→ Problem
Note how many lines in the following material mention "file", then give that number by itself.

→ Records for the task
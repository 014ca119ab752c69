#![forbid(unsafe_code)]

mod alert;
mod board;
mod check_state;
mod client;
mod config;
mod constants;
mod dashboard;
mod drag;
mod geometry;
mod gui;
mod poller;
mod sound;
mod source;
mod types;

use anyhow::{Context, Result};
use clap::{Parser, Subcommand};
use std::path::PathBuf;
use std::sync::Arc;
use std::time::Duration;
use tokio::runtime::Handle;
use tokio::sync::mpsc;
use tracing::{Level as TraceLevel, info, warn};
use tracing_subscriber::FmtSubscriber;

use board::{Board, PollingContext};
use client::MeerkatClient;
use config::Settings;
use dashboard::Dashboard;
use gui::Mode;
use poller::{PollEvent, PollerDeps};
use sound::SoundPlayer;

#[derive(Debug, Parser)]
#[command(name = "wallboard", version, about = "Monitoring wallboard editor and viewer")]
struct Cli {
    /// Config file to use instead of the default location
    #[arg(long, global = true)]
    config: Option<PathBuf>,

    /// Dashboard server base URL, overrides the config file
    #[arg(long, global = true)]
    server: Option<String>,

    #[command(subcommand)]
    command: Command,
}

#[derive(Debug, Subcommand)]
enum Command {
    /// List dashboards, optionally only titles containing FILTER
    List {
        filter: Option<String>,
        /// Only dashboards carrying this tag
        #[arg(long)]
        tag: Option<String>,
    },
    /// Open a dashboard in the editor
    Edit { slug: String },
    /// Open a dashboard read-only
    View { slug: String },
    /// Poll a dashboard's checks and play alerts without a window
    Watch { slug: String },
    /// Create an empty dashboard and print its slug
    Create { title: String },
    /// Delete a dashboard
    Delete { slug: String },
    /// Upload a file (usually an alert sound) and print its URL
    Upload { file: PathBuf },
}

/// LOG_LEVEL wins over the config file; unknown names mean info
fn resolve_level(env_level: Option<&str>, config_level: &str) -> TraceLevel {
    match env_level.unwrap_or(config_level).to_lowercase().as_str() {
        "trace" => TraceLevel::TRACE,
        "debug" => TraceLevel::DEBUG,
        "warn" => TraceLevel::WARN,
        "error" => TraceLevel::ERROR,
        _ => TraceLevel::INFO,
    }
}

fn subscriber(level: TraceLevel) -> FmtSubscriber {
    FmtSubscriber::builder().with_max_level(level).finish()
}

fn init_tracing(config_level: &str) -> Result<()> {
    let level = resolve_level(std::env::var("LOG_LEVEL").ok().as_deref(), config_level);
    tracing::subscriber::set_global_default(subscriber(level)).context("Failed to install tracing subscriber")
}

async fn list(client: &MeerkatClient, filter: Option<&str>, tag: Option<&str>) -> Result<()> {
    let dashboards = client.list_dashboards(tag).await?;
    let matches = dashboard::filter_by_title(&dashboards, filter.unwrap_or_default());
    if matches.is_empty() {
        println!("No dashboards found");
    }
    for dashboard in matches {
        println!("{}\t{}", dashboard.slug, dashboard.title);
    }
    Ok(())
}

fn runtime() -> Result<tokio::runtime::Runtime> {
    tokio::runtime::Builder::new_current_thread()
        .enable_all()
        .build()
        .context("Failed to build tokio runtime")
}

/// Headless board: pollers and alerts only, until Ctrl-C
async fn watch(settings: &Settings, client: MeerkatClient, player: Arc<dyn SoundPlayer>, slug: &str) -> Result<()> {
    let dashboard = client.get_dashboard(slug).await?;
    let (tx, mut events) = mpsc::unbounded_channel();
    let polling = PollingContext {
        runtime: Handle::current(),
        deps: PollerDeps {
            source: Arc::new(client),
            player,
            events: tx,
            config: settings.poller_config(),
        },
    };
    let mut board = Board::new(dashboard, Some(polling));
    if board.polling_count() == 0 {
        warn!(%slug, "Dashboard has no configured check widgets, nothing to poll");
    }

    loop {
        tokio::select! {
            result = tokio::signal::ctrl_c() => {
                result.context("Failed to listen for Ctrl-C")?;
                info!("Interrupted, stopping pollers");
                break;
            }
            Some(event) = events.recv() => {
                if let PollEvent::State { widget, state, acknowledged, .. } = &event
                    && board.status(*widget).map(|s| s.state) != Some(*state)
                {
                    let title = board.element(*widget).map(|e| e.title.clone()).unwrap_or_default();
                    if state.is_healthy() {
                        info!(%widget, %title, %state, acknowledged, "Check state changed");
                    } else {
                        warn!(%widget, %title, %state, acknowledged, "Check state changed");
                    }
                }
                if let Some(message) = board.apply_event(event) {
                    warn!(%slug, %message, "This dashboard isn't updating");
                }
            }
        }
    }

    board.shutdown().await;
    Ok(())
}

fn main() -> Result<()> {
    let cli = Cli::parse();

    // The config's own log level is unknown until it is read
    let loading = subscriber(resolve_level(std::env::var("LOG_LEVEL").ok().as_deref(), "info"));
    let mut settings = tracing::subscriber::with_default(loading, || match &cli.config {
        Some(path) => Settings::load_from(path),
        None => Settings::load(),
    })?;
    if let Some(server) = cli.server {
        settings.server_url = server;
    }
    init_tracing(&settings.log_level)?;

    let client = MeerkatClient::new(
        &settings.server_url,
        Duration::from_secs(settings.fetch_timeout_secs),
    )?;
    let player: Arc<dyn SoundPlayer> = Arc::from(sound::default_player(&settings.server_url));

    match cli.command {
        Command::List { filter, tag } => runtime()?.block_on(list(&client, filter.as_deref(), tag.as_deref())),
        Command::Edit { slug } => gui::run_board(&settings, client, player, &slug, Mode::Edit),
        Command::View { slug } => gui::run_board(&settings, client, player, &slug, Mode::View),
        Command::Watch { slug } => runtime()?.block_on(watch(&settings, client, player, &slug)),
        Command::Create { title } => {
            let slug = runtime()?.block_on(client.create_dashboard(&Dashboard::new(&title)))?;
            println!("{slug}");
            Ok(())
        }
        Command::Delete { slug } => runtime()?.block_on(client.delete_dashboard(&slug)),
        Command::Upload { file } => {
            let url = runtime()?.block_on(client.upload_file(&file))?;
            println!("{url}");
            Ok(())
        }
    }
}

→ Written solution
7